* **About this task**
For the entries below, the expected answer is the line with "filename crates/tilecache-core/src/saved_maps.rs", the line with "discarded with a", and every line between them, exactly as written, and nothing more.

++++ Data ++++

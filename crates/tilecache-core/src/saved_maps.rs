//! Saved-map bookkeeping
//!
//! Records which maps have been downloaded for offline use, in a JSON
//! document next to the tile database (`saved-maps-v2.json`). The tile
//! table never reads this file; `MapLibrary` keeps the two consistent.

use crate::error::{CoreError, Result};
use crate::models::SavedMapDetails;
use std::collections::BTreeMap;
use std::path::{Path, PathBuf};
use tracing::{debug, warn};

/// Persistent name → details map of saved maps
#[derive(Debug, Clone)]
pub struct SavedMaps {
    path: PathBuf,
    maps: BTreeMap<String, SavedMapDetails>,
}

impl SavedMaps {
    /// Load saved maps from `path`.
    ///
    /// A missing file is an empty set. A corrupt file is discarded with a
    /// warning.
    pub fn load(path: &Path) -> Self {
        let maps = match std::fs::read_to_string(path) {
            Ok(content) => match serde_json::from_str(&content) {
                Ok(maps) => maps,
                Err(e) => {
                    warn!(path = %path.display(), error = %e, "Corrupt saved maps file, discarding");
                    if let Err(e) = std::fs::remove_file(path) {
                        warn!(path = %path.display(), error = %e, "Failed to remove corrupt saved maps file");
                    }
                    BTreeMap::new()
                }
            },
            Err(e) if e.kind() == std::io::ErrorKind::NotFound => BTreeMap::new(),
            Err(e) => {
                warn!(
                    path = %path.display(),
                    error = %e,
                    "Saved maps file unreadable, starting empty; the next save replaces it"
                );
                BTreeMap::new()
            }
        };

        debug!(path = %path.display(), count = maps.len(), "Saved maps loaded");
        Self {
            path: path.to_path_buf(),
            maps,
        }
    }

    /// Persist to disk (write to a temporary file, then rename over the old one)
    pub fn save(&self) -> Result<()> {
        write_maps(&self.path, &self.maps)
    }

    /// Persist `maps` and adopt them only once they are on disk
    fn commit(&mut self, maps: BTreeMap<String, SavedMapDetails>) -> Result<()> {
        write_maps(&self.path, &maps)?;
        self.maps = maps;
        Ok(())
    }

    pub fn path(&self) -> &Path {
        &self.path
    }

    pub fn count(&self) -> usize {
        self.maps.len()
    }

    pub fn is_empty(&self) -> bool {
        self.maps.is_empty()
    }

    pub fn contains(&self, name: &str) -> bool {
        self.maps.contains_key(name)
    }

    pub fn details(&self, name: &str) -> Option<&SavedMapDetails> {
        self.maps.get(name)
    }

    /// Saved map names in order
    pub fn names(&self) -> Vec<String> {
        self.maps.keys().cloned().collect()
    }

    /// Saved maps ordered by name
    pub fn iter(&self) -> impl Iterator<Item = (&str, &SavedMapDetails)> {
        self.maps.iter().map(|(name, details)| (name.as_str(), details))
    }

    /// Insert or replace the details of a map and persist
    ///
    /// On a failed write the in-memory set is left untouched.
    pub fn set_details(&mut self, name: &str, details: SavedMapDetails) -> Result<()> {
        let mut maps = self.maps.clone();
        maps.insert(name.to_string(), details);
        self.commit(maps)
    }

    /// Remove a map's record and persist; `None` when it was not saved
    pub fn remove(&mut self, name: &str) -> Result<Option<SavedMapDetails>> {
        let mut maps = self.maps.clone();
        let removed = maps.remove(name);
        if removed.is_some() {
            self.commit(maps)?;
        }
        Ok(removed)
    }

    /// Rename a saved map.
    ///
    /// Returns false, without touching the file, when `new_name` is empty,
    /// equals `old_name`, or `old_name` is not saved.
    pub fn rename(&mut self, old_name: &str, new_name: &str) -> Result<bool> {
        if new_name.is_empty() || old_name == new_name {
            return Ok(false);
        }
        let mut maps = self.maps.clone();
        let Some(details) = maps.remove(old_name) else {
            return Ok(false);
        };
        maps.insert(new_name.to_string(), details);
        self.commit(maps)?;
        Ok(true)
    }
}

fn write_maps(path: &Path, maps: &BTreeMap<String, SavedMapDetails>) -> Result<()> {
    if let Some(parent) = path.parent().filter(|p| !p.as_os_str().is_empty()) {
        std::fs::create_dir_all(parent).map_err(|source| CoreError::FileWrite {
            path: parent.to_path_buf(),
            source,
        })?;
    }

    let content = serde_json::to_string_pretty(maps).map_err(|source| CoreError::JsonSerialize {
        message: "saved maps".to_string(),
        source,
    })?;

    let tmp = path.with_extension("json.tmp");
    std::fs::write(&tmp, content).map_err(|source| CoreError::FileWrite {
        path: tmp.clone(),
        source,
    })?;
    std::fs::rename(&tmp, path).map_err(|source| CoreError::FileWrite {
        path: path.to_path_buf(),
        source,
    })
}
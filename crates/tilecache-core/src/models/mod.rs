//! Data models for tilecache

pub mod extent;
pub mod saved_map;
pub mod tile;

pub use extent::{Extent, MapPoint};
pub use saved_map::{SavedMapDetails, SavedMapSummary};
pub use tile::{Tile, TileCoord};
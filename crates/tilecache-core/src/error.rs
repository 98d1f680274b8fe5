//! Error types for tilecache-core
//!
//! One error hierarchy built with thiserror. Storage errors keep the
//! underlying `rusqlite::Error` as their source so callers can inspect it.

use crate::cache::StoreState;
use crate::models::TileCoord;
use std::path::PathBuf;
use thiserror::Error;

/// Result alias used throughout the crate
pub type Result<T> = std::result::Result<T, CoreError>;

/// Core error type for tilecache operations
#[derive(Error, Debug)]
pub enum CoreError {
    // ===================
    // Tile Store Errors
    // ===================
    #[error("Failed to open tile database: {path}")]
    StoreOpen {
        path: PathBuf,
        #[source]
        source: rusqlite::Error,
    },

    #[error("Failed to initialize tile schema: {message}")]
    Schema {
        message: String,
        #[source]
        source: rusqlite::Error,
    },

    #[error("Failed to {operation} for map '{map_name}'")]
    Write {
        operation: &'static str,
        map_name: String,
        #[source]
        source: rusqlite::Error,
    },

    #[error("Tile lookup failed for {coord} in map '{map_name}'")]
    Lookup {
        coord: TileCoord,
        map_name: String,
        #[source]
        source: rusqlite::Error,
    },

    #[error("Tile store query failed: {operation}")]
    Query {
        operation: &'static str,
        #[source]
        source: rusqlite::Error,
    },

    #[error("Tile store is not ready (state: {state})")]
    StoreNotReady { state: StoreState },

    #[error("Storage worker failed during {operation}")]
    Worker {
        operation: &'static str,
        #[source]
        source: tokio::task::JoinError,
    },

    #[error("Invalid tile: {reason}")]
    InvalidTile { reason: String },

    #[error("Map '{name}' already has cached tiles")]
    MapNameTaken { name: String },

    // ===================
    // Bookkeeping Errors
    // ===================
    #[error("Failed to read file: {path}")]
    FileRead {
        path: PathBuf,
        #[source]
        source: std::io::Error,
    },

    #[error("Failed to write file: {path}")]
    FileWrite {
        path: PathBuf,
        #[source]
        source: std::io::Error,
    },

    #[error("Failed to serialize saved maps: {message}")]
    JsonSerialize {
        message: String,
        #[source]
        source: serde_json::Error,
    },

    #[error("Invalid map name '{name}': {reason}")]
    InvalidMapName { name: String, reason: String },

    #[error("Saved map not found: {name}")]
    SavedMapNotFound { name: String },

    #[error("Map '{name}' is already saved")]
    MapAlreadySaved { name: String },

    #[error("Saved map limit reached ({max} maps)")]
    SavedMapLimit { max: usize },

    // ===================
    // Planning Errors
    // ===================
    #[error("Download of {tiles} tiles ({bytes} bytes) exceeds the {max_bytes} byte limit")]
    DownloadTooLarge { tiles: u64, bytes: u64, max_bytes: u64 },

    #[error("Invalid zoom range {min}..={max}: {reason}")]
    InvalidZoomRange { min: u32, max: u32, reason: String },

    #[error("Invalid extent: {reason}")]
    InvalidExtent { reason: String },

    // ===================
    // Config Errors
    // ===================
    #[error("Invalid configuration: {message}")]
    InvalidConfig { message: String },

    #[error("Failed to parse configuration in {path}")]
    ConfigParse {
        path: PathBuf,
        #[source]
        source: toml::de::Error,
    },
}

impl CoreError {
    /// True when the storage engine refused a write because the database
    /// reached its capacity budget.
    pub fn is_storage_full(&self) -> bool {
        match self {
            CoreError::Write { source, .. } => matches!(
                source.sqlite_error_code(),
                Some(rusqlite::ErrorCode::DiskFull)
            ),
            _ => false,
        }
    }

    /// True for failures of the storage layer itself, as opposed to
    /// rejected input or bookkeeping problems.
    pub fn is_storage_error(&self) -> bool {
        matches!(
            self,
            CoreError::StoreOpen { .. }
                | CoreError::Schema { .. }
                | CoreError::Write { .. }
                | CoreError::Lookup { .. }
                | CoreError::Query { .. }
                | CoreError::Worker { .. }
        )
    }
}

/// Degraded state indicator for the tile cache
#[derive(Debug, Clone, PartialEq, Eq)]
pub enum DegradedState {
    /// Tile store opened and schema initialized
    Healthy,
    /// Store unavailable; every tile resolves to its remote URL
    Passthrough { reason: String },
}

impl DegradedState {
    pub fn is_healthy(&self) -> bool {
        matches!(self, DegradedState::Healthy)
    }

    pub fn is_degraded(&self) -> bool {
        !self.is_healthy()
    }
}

++++
++++ Data ++++

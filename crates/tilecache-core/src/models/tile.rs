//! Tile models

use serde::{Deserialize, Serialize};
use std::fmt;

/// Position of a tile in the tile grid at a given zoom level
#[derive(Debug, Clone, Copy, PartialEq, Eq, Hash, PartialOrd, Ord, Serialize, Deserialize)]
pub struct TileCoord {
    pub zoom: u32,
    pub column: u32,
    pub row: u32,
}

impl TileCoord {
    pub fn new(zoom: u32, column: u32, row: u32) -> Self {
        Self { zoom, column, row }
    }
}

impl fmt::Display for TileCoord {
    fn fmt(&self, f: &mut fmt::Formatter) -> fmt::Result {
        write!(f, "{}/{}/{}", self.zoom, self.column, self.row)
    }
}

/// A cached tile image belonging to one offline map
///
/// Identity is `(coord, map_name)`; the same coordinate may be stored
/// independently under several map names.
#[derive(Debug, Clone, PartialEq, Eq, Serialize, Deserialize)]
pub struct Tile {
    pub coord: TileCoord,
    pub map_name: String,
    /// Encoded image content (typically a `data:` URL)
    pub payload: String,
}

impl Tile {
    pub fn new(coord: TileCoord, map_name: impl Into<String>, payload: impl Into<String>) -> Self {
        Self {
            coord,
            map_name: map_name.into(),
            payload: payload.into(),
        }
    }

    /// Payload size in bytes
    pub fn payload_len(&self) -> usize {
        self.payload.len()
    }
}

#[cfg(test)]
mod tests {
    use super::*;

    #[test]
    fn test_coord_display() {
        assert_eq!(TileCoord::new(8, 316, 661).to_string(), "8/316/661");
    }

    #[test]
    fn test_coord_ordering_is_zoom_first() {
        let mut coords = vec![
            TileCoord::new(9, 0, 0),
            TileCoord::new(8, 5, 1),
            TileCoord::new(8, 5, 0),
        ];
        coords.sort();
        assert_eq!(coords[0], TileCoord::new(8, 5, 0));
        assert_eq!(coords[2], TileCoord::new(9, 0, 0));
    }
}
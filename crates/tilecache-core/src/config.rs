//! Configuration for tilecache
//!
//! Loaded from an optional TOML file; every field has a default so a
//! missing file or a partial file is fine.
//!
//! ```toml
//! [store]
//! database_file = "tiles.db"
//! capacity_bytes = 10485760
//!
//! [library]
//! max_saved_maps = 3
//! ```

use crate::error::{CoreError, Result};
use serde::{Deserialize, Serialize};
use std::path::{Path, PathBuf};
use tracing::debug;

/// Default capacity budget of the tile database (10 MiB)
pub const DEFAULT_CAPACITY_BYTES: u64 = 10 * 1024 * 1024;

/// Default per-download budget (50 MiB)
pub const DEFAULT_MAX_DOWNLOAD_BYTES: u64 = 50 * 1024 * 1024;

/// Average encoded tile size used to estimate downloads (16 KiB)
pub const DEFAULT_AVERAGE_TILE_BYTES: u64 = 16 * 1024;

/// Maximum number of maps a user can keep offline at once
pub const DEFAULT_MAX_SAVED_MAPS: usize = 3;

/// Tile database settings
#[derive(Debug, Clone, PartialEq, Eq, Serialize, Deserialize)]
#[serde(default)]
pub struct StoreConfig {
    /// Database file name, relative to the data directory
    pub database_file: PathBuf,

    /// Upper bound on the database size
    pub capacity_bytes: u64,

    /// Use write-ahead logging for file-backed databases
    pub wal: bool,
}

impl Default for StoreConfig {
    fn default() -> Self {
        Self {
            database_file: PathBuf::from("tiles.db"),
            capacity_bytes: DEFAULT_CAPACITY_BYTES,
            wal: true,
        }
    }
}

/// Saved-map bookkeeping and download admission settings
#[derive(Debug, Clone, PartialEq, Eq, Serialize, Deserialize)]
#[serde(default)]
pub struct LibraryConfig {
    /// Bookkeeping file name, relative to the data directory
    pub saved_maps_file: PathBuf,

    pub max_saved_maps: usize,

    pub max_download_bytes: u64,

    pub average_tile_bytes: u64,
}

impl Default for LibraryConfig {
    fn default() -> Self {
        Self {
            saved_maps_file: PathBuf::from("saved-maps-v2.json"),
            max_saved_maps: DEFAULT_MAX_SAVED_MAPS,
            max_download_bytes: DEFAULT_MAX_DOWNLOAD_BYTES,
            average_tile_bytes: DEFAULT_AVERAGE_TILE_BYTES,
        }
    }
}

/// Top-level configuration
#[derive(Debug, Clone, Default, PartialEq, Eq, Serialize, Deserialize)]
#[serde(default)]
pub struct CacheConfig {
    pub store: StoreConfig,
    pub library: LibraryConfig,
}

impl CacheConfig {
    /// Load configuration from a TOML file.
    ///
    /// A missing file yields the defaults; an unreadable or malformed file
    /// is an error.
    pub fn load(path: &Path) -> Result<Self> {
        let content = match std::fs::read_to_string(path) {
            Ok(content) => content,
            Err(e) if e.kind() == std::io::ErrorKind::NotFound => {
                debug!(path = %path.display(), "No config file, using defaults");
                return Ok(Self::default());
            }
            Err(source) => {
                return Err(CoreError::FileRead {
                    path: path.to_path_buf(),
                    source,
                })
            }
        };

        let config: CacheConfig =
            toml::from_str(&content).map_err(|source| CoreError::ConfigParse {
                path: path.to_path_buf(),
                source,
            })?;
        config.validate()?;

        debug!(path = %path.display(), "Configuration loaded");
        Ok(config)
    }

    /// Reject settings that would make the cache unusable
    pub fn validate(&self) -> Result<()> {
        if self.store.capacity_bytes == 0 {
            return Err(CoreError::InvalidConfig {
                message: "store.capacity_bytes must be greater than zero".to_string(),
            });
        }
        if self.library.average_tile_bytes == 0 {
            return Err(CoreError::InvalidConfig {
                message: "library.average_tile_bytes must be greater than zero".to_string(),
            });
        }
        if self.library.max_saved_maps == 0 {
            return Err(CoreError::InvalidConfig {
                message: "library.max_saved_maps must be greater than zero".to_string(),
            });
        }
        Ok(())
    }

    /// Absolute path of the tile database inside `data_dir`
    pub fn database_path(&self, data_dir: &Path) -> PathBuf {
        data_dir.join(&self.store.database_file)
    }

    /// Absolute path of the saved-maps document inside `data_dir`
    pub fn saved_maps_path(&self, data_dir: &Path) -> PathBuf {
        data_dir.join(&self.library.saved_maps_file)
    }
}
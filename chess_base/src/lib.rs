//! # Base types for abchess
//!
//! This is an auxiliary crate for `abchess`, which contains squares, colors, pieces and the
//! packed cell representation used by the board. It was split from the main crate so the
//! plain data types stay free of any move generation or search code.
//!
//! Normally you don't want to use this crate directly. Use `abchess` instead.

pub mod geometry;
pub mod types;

++++

* **Task output**
filename crates/tilecache-core/src/saved_maps.rs
//! Saved-map bookkeeping
//!
//! Records which maps have been downloaded for offline use, in a JSON
//! document next to the tile database (`saved-maps-v2.json`). The tile
//! table never reads this file; `MapLibrary` keeps the two consistent.

use crate::error::{CoreError, Result};
use crate::models::SavedMapDetails;
use std::collections::BTreeMap;
use std::path::{Path, PathBuf};
use tracing::{debug, warn};

/// Persistent name → details map of saved maps
#[derive(Debug, Clone)]
pub struct SavedMaps {
    path: PathBuf,
    maps: BTreeMap<String, SavedMapDetails>,
}

impl SavedMaps {
    /// Load saved maps from `path`.
    ///
    /// A missing file is an empty set. A corrupt file is discarded with a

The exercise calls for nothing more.